Artwork by Tarek Chemaly "du cote de chez Swann" |
I think many of you know that for several years I was on another blog, and Sunday I took a full day reading 2200 posts found there so as to pick the "best" for a new section entitled "from the vaults". I ended up with 5 pages full of scribbles, notes, keywords, and literally hundreds of possibilities and candidate posts.
It is easy to find refuge in the past, in the concept of nostalgia in its original form (nostos or home and algos or the pain that comes with it) - missing the homeland. Even if the homeland is virtual and just published online.
I knew of course that the initiative was doomed. But the exercise was not futile, a friend even reminded me that when I started this new blog (under my name - which was the purpose of creating it to eventually try to kill off or at least sideline the sub-brands I created in an attempt to "hide" from the public) apparently I promised there'd be no "recycling" - a rule I was supposedly going to break under the pretense of digging in the archives.
One cannot speak of memory without mentioning French author Marcel Proust to whom my cousin introduced me on an idle summer day in 1991, and whose last tome "le temps retrouve" I kept for last year (and was glad I did, as understanding its full impact needed - not the mental maturity I had - but the emotional one too which can only come with age and time).
I spoke on two different occasions about walking with my nephews - somewhere between living the moment and immortalizing it. Well, some of our walks take place on a road called "le long chemin". The long road. Let me tell you the etymology of the naming.

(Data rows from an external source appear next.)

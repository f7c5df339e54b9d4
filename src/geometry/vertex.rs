/// 几何体顶点定义模块
///
/// 网格管线使用的顶点结构：位置、法线、UV。
use bytemuck::{Pod, Zeroable};

/// 3D 顶点结构
///
/// 内存布局与 GPU 顶点缓冲一致，使用 `#[repr(C)]` 保证顺序和对齐。
///
/// # 内存布局
///
/// - position: 12 bytes (3 * f32)
/// - normal: 12 bytes (3 * f32)
/// - texcoord: 8 bytes (2 * f32)
/// - **总计**: 32 bytes
#[repr(C)]
#[derive(Default, Clone, Copy, Debug, PartialEq, Pod, Zeroable)]
pub struct Vertex {
    /// 顶点位置 (x, y, z)
    pub position: [f32; 3],

    /// 法线向量 (nx, ny, nz)，归一化
    pub normal: [f32; 3],

    /// 纹理坐标 (u, v)
    ///
    /// 超出 [0, 1] 的坐标依赖采样器的 wrap 寻址。
    pub texcoord: [f32; 2],
}

impl Vertex {
    /// 创建一个新的顶点
    #[inline]
    pub fn new(position: [f32; 3], normal: [f32; 3], texcoord: [f32; 2]) -> Self {
        Self {
            position,
            normal,
            texcoord,
        }
    }
}
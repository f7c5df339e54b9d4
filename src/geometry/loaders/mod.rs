/// 模型加载器模块
///
/// 提供统一的模型加载接口和各种格式的具体实现。
/// 目前支持 Wavefront OBJ（使用 tobj crate）。
use crate::core::error::{MeshLoadError, Result};
use crate::geometry::mesh::MeshData;
use std::path::Path;

pub mod obj_loader;

pub use obj_loader::ObjLoader;

/// 网格加载器 trait
///
/// 加载器是无状态的，只返回 CPU 侧的 `MeshData`，不涉及 GPU 资源。
pub trait MeshLoader {
    /// 从文件路径加载网格
    ///
    /// # 错误
    ///
    /// - 文件不存在或无法读取
    /// - 文件格式错误或损坏
    /// - 数据验证失败
    fn load_from_file(path: &Path) -> Result<MeshData>;

    /// 支持的文件扩展名（小写，不含点号）
    fn supported_extensions() -> &'static [&'static str];
}

/// 根据文件扩展名选择合适的加载器
pub fn load_mesh(path: &Path) -> Result<MeshData> {
    let extension = path
        .extension()
        .and_then(|e| e.to_str())
        .map(|e| e.to_lowercase())
        .ok_or_else(|| MeshLoadError::UnsupportedFormat("无法确定文件扩展名".to_string()))?;

    if ObjLoader::supported_extensions().contains(&extension.as_str()) {
        ObjLoader::load_from_file(path)
    } else {
        Err(MeshLoadError::UnsupportedFormat(format!("不支持的文件格式: .{}", extension)).into())
    }
}
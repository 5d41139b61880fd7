use std::{fs, path::Path};

use anyhow::Context;
use clap::Parser;

const EXCEL_READ: &str = "pd.read_excel('Data/processed/FINAL_DISSERTATION_DATASET_ENRICHED.xlsx')";
const CSV_READ: &str = "pd.read_csv('Data/processed/FINAL_DISSERTATION_DATASET_ENRICHED.csv')";

/// The dashboard sources that load the master dataset.
const DASHBOARD_SOURCES: &[&str] = &["dashboard/app.py", "dashboard/utils.py"];

#[derive(Parser, Debug)]
pub struct FixDashboardArgs {
    /// files to rewrite instead of the default dashboard sources
    #[arg(long)]
    file: Vec<String>,
}

pub fn replace_dataset_read(content: &str) -> String {
    content.replace(EXCEL_READ, CSV_READ)
}

/// Rewrite one file in place. Returns whether anything changed.
pub fn fix_file(path: &Path) -> anyhow::Result<bool> {
    let content =
        fs::read_to_string(path).with_context(|| format!("reading '{}'", path.display()))?;

    let fixed = replace_dataset_read(&content);
    if fixed == content {
        return Ok(false);
    }

    fs::write(path, fixed).with_context(|| format!("writing '{}'", path.display()))?;
    Ok(true)
}

pub fn run(args: FixDashboardArgs) -> anyhow::Result<()> {
    let files = if args.file.is_empty() {
        DASHBOARD_SOURCES.iter().map(|s| s.to_string()).collect()
    } else {
        args.file
    };

    for file in &files {
        let path = Path::new(file);
        if !path.exists() {
            warn!("'{}' does not exist, skipping", file);
            continue;
        }
        if fix_file(path)? {
            info!("'{}' now reads the CSV dataset", file);
        } else {
            info!("'{}' already reads the CSV dataset", file);
        }
    }

    println!("\nRun: streamlit run dashboard/app.py");

    Ok(())
}

#[cfg(test)]
mod tests {
    use super::*;
    use std::io::Write;
    use tempfile::NamedTempFile;

    #[test]
    fn excel_read_becomes_csv_read() {
        let fixed = replace_dataset_read(
            "df = pd.read_excel('Data/processed/FINAL_DISSERTATION_DATASET_ENRICHED.xlsx')\n",
        );
        assert_eq!(
            fixed,
            "df = pd.read_csv('Data/processed/FINAL_DISSERTATION_DATASET_ENRICHED.csv')\n"
        );
    }

    #[test]
    fn sources_already_on_csv_are_left_alone() {
        let content = "df = pd.read_csv('Data/processed/FINAL_DISSERTATION_DATASET_ENRICHED.csv')";
        assert_eq!(replace_dataset_read(content), content);
    }

    #[test]
    fn fix_file_rewrites_only_when_needed() {
        let mut file = NamedTempFile::new().unwrap();
        write!(
            file,
            "import pandas as pd\ndf = {}\nprint(len(df))\n",
            EXCEL_READ
        )
        .unwrap();

        assert!(fix_file(file.path()).unwrap());
        let fixed = fs::read_to_string(file.path()).unwrap();
        assert!(fixed.contains(CSV_READ));
        assert!(!fixed.contains("read_excel"));

        // second pass has nothing left to do
        assert!(!fix_file(file.path()).unwrap());
    }
}
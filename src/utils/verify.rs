use std::{
    fs,
    path::{Path, PathBuf},
};

/// A file the pipeline cannot run without.
#[derive(Debug, Clone, Copy)]
pub struct RequiredFile {
    pub path: &'static str,
    pub description: &'static str,
}

pub const REQUIRED_DATA: &[RequiredFile] = &[
    RequiredFile {
        path: "Data/processed/FINAL_DISSERTATION_DATASET_ENRICHED.xlsx",
        description: "Main enriched dataset",
    },
    RequiredFile {
        path: "Data/enrichment/prior_breach_history.csv",
        description: "Prior breach enrichment",
    },
    RequiredFile {
        path: "Data/enrichment/breach_severity_classification.csv",
        description: "Severity enrichment",
    },
    RequiredFile {
        path: "Data/enrichment/executive_changes.csv",
        description: "Executive turnover enrichment",
    },
    RequiredFile {
        path: "Data/enrichment/regulatory_enforcement_enhanced.csv",
        description: "Regulatory enrichment",
    },
    RequiredFile {
        path: "Data/enrichment/dark_web_presence.csv",
        description: "Dark web enrichment",
    },
];

pub const DASHBOARD_FILES: &[RequiredFile] = &[
    RequiredFile {
        path: "dashboard/app.py",
        description: "Main dashboard application",
    },
    RequiredFile {
        path: "dashboard/utils.py",
        description: "Dashboard utilities",
    },
    RequiredFile {
        path: "dashboard/pages/1_Event_Study.py",
        description: "Event Study page",
    },
    RequiredFile {
        path: "dashboard/pages/2_Information_Asymmetry.py",
        description: "Information Asymmetry page",
    },
    RequiredFile {
        path: "dashboard/pages/3_Enrichments.py",
        description: "Enrichments page",
    },
    RequiredFile {
        path: "dashboard/.streamlit/config.toml",
        description: "Dashboard configuration",
    },
];

/// Check the given files under `root`, printing one line per file the way
/// the original runner did. Returns the paths that are missing.
pub fn check_required(root: &Path, files: &[RequiredFile]) -> Vec<PathBuf> {
    let mut missing = Vec::new();
    for file in files {
        let path = root.join(file.path);
        if path.exists() {
            println!("  [OK] {}", file.description);
        } else {
            println!("  [MISSING] {}", file.path);
            missing.push(path);
        }
    }
    missing
}

/// List generated output files in `dir` with one of the given extensions.
/// A directory that does not exist yet just yields nothing.
pub fn list_outputs(dir: &Path, extensions: &[&str]) -> Vec<PathBuf> {
    let entries = match fs::read_dir(dir) {
        Ok(entries) => entries,
        Err(_) => return Vec::new(),
    };

    let mut files: Vec<PathBuf> = entries
        .flatten()
        .map(|entry| entry.path())
        .filter(|path| {
            path.extension()
                .and_then(|ext| ext.to_str())
                .map(|ext| extensions.contains(&ext))
                .unwrap_or(false)
        })
        .collect();
    files.sort();
    files
}
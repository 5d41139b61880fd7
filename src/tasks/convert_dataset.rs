use anyhow::Context;
use clap::Parser;

use crate::utils::external_prog::run_embedded_script;

#[derive(Parser, Debug)]
pub struct ConvertDatasetArgs {
    /// source Excel workbook
    #[arg(
        long,
        default_value = "Data/processed/FINAL_DISSERTATION_DATASET_ENRICHED.xlsx"
    )]
    excel: String,

    /// destination CSV file
    #[arg(
        long,
        default_value = "Data/processed/FINAL_DISSERTATION_DATASET_ENRICHED.csv"
    )]
    csv: String,
}

/// The dashboard reads the dataset with pandas anyway, so the conversion
/// itself is a small embedded pandas script.
pub fn run(args: ConvertDatasetArgs) -> anyhow::Result<()> {
    info!("converting '{}' to '{}'", args.excel, args.csv);

    run_embedded_script(
        include_bytes!("convert_dataset.py"),
        &[&args.excel, &args.csv],
    )
    .context("dataset conversion failed")?;

    info!("dataset converted");
    Ok(())
}
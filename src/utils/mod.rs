use crossterm::event::{read, Event};

pub mod external_prog;
pub mod pip;
pub mod report;
pub mod verify;

pub fn dump_file(name: &str, ext: &str) -> String {
    format!("{}_{}.{}", name, chrono::Local::now().to_rfc3339(), ext)
}

/// Section header in the style of the original batch scripts.
pub fn print_section(title: &str) {
    println!("\n{}", "=".repeat(80));
    println!("  {}", title);
    println!("{}\n", "=".repeat(80));
}

/// Block until the user presses a key, like `pause` in a batch file.
pub fn pause_for_ack() -> anyhow::Result<()> {
    println!("Press any key to exit...");

    crossterm::terminal::enable_raw_mode()?;
    let result = loop {
        match read() {
            Ok(Event::Key(_)) => break Ok(()),
            Ok(_) => continue,
            Err(e) => break Err(e.into()),
        }
    };
    crossterm::terminal::disable_raw_mode()?;

    result
}
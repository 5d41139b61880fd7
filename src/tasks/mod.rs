pub mod install_dependencies;
pub mod run_pipeline;

pub mod convert_dataset;
pub mod fix_dashboard;
pub mod fix_unicode;
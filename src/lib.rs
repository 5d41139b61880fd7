#[macro_use]
extern crate log;

pub mod tasks;
pub mod utils;
// Copyright (c) 2026 bad-antics
// Licensed under the MIT License. See LICENSE file in the project root.
// https://github.com/bad-antics/envsim-rs

//! envsim - Environmental Sensor Fleet Emulator
//!
//! Publishes BME688, SPS30 and differential-pressure telemetry for a fleet of
//! simulated devices to an MQTT broker until interrupted.

use anyhow::Result;
use clap::Parser;
use std::path::PathBuf;
use std::sync::Arc;
use tokio_util::sync::CancellationToken;
use tracing::{info, Level};
use tracing_subscriber::FmtSubscriber;

use envsim::config::{parse_channel_list, parse_name_list, parse_qos};
use envsim::{Config, MqttPublisher, PublishScheduler, Publisher, VERSION};

/// MQTT IoT emulator (subtopics per sensor)
#[derive(Parser, Debug)]
#[command(name = "envsim")]
#[command(version = VERSION)]
#[command(about = "Environmental sensor fleet emulator publishing over MQTT")]
struct Args {
    /// Configuration file path (TOML)
    #[arg(short, long)]
    config: Option<PathBuf>,

    /// Write the effective configuration to this path and exit
    #[arg(long)]
    write_config: Option<PathBuf>,

    /// Broker host
    #[arg(long)]
    host: Option<String>,

    /// Broker port
    #[arg(long)]
    port: Option<u16>,

    /// QoS for every publish (0 or 1)
    #[arg(long, value_parser = clap::value_parser!(u8).range(0..=1))]
    qos: Option<u8>,

    /// Keep-alive in seconds
    #[arg(long)]
    keepalive: Option<u64>,

    /// MQTT client identifier
    #[arg(long)]
    client_id: Option<String>,

    #[arg(long)]
    username: Option<String>,

    #[arg(long)]
    password: Option<String>,

    #[arg(long)]
    site: Option<String>,

    #[arg(long)]
    room: Option<String>,

    /// Comma-separated device names
    #[arg(long)]
    devices: Option<String>,

    /// Comma-separated differential-pressure channel numbers
    #[arg(long)]
    dp_channels: Option<String>,

    /// Seconds between publish rounds
    #[arg(long)]
    interval: Option<f64>,

    /// Enable debug logging
    #[arg(short, long)]
    debug: bool,

    /// Enable trace-level logging
    #[arg(long)]
    trace: bool,
}

impl Args {
    /// Command line values win over the file.
    fn apply(&self, config: &mut Config) -> Result<()> {
        let mqtt = &mut config.mqtt;
        if let Some(host) = &self.host {
            mqtt.host = host.clone();
        }
        if let Some(port) = self.port {
            mqtt.port = port;
        }
        if let Some(qos) = self.qos {
            mqtt.qos = parse_qos(qos)?;
        }
        if let Some(keepalive) = self.keepalive {
            mqtt.keep_alive_secs = keepalive;
        }
        if let Some(client_id) = &self.client_id {
            mqtt.client_id = client_id.clone();
        }
        if self.username.is_some() {
            mqtt.username = self.username.clone();
        }
        if self.password.is_some() {
            mqtt.password = self.password.clone();
        }

        let emulator = &mut config.emulator;
        if let Some(site) = &self.site {
            emulator.site = site.clone();
        }
        if let Some(room) = &self.room {
            emulator.room = room.clone();
        }
        if let Some(devices) = &self.devices {
            emulator.devices = parse_name_list(devices);
        }
        if let Some(channels) = &self.dp_channels {
            emulator.dp_channels = parse_channel_list(channels)?;
        }
        if let Some(interval) = self.interval {
            emulator.interval_secs = interval;
        }
        Ok(())
    }
}

fn main() -> Result<()> {
    let args = Args::parse();

    // Initialize logging
    let log_level = if args.trace {
        Level::TRACE
    } else if args.debug {
        Level::DEBUG
    } else {
        Level::INFO
    };

    let subscriber = FmtSubscriber::builder()
        .with_max_level(log_level)
        .with_target(false)
        .with_file(args.debug)
        .with_line_number(args.debug)
        .finish();
    tracing::subscriber::set_global_default(subscriber)?;

    let mut config = match &args.config {
        Some(path) => Config::load(path)?,
        None => Config::default(),
    };
    args.apply(&mut config)?;
    config.validate()?;

    if let Some(path) = &args.write_config {
        config.save(path)?;
        return Ok(());
    }

    info!("envsim v{}", VERSION);

    let rt = tokio::runtime::Runtime::new()?;
    rt.block_on(run(config))
}

async fn run(config: Config) -> Result<()> {
    let mqtt = MqttPublisher::connect(&config.mqtt);
    info!(
        "Publishing every {}s to {} for devices: {}",
        config.emulator.interval_secs,
        mqtt.endpoint(),
        config.emulator.devices.join(", ")
    );
    info!("Topics: .../telemetry/bme688, .../telemetry/sps30, .../telemetry/dp/<channel>; status retained. Ctrl+C to stop.");

    let publisher: Arc<dyn Publisher> = Arc::new(mqtt);
    let scheduler = PublishScheduler::from_config(&config, publisher);

    let shutdown = CancellationToken::new();
    tokio::spawn(wait_for_signal(shutdown.clone()));

    let stats = scheduler.run(shutdown).await;
    info!("envsim shutdown complete ({} rounds)", stats.rounds);
    Ok(())
}

/// Cancel `token` on SIGINT or SIGTERM.
async fn wait_for_signal(token: CancellationToken) {
    let ctrl_c = tokio::signal::ctrl_c();

    #[cfg(unix)]
    let terminate = async {
        match tokio::signal::unix::signal(tokio::signal::unix::SignalKind::terminate()) {
            Ok(mut sigterm) => {
                sigterm.recv().await;
            }
            Err(e) => {
                tracing::warn!("Failed to install SIGTERM handler: {}", e);
                std::future::pending::<()>().await;
            }
        }
    };

    #[cfg(not(unix))]
    let terminate = std::future::pending::<()>();

    tokio::select! {
        _ = ctrl_c => {
            info!("SIGINT received, shutting down gracefully...");
        }
        _ = terminate => {
            info!("SIGTERM received, shutting down gracefully...");
        }
    }

    token.cancel();
}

"Sur le long chemin, tout blanc de neige blanche" - on the long road, white because of the white snow - so go the lyrics of "vive le vent" the French version of Jingle Bells. The song gave a name to a path which, almost a decade ago, was inaugurated in our village.
So going to "le long chemin" is a bit of a treat. Last week, my nephews felt very energetic and so I suggested we go discover a new road - one that branches out at the end of "le long chemin". It had houses, two modernist villas under construction, some steep stairs, a parked caravan, and all the ingredients that make it magical to the minds of children. Naturally, they wanted to name it.
The first couple of suggestions were a bit lame, until one of them suggested "le chemin de Tarek", to which I commented that it reminded me of Proust's "du cote de chez Swann" - because there was "Swann's way" and "le cote de Guermates". So this could be "du cote de chez Tarek" while the other branch could be "du cote de Mantra" (the name of the other road which we did not take that morning at the end of "le long chemin"). Oddly, there was no complaints and arguments and both found the name fitting.
VIP people have streets named after them by municipal orders, usually such men and women have it named posthumously as people look back at their life achievements in retrospect, I had one named after me simply by consensus with two kids having a good Sunday morning.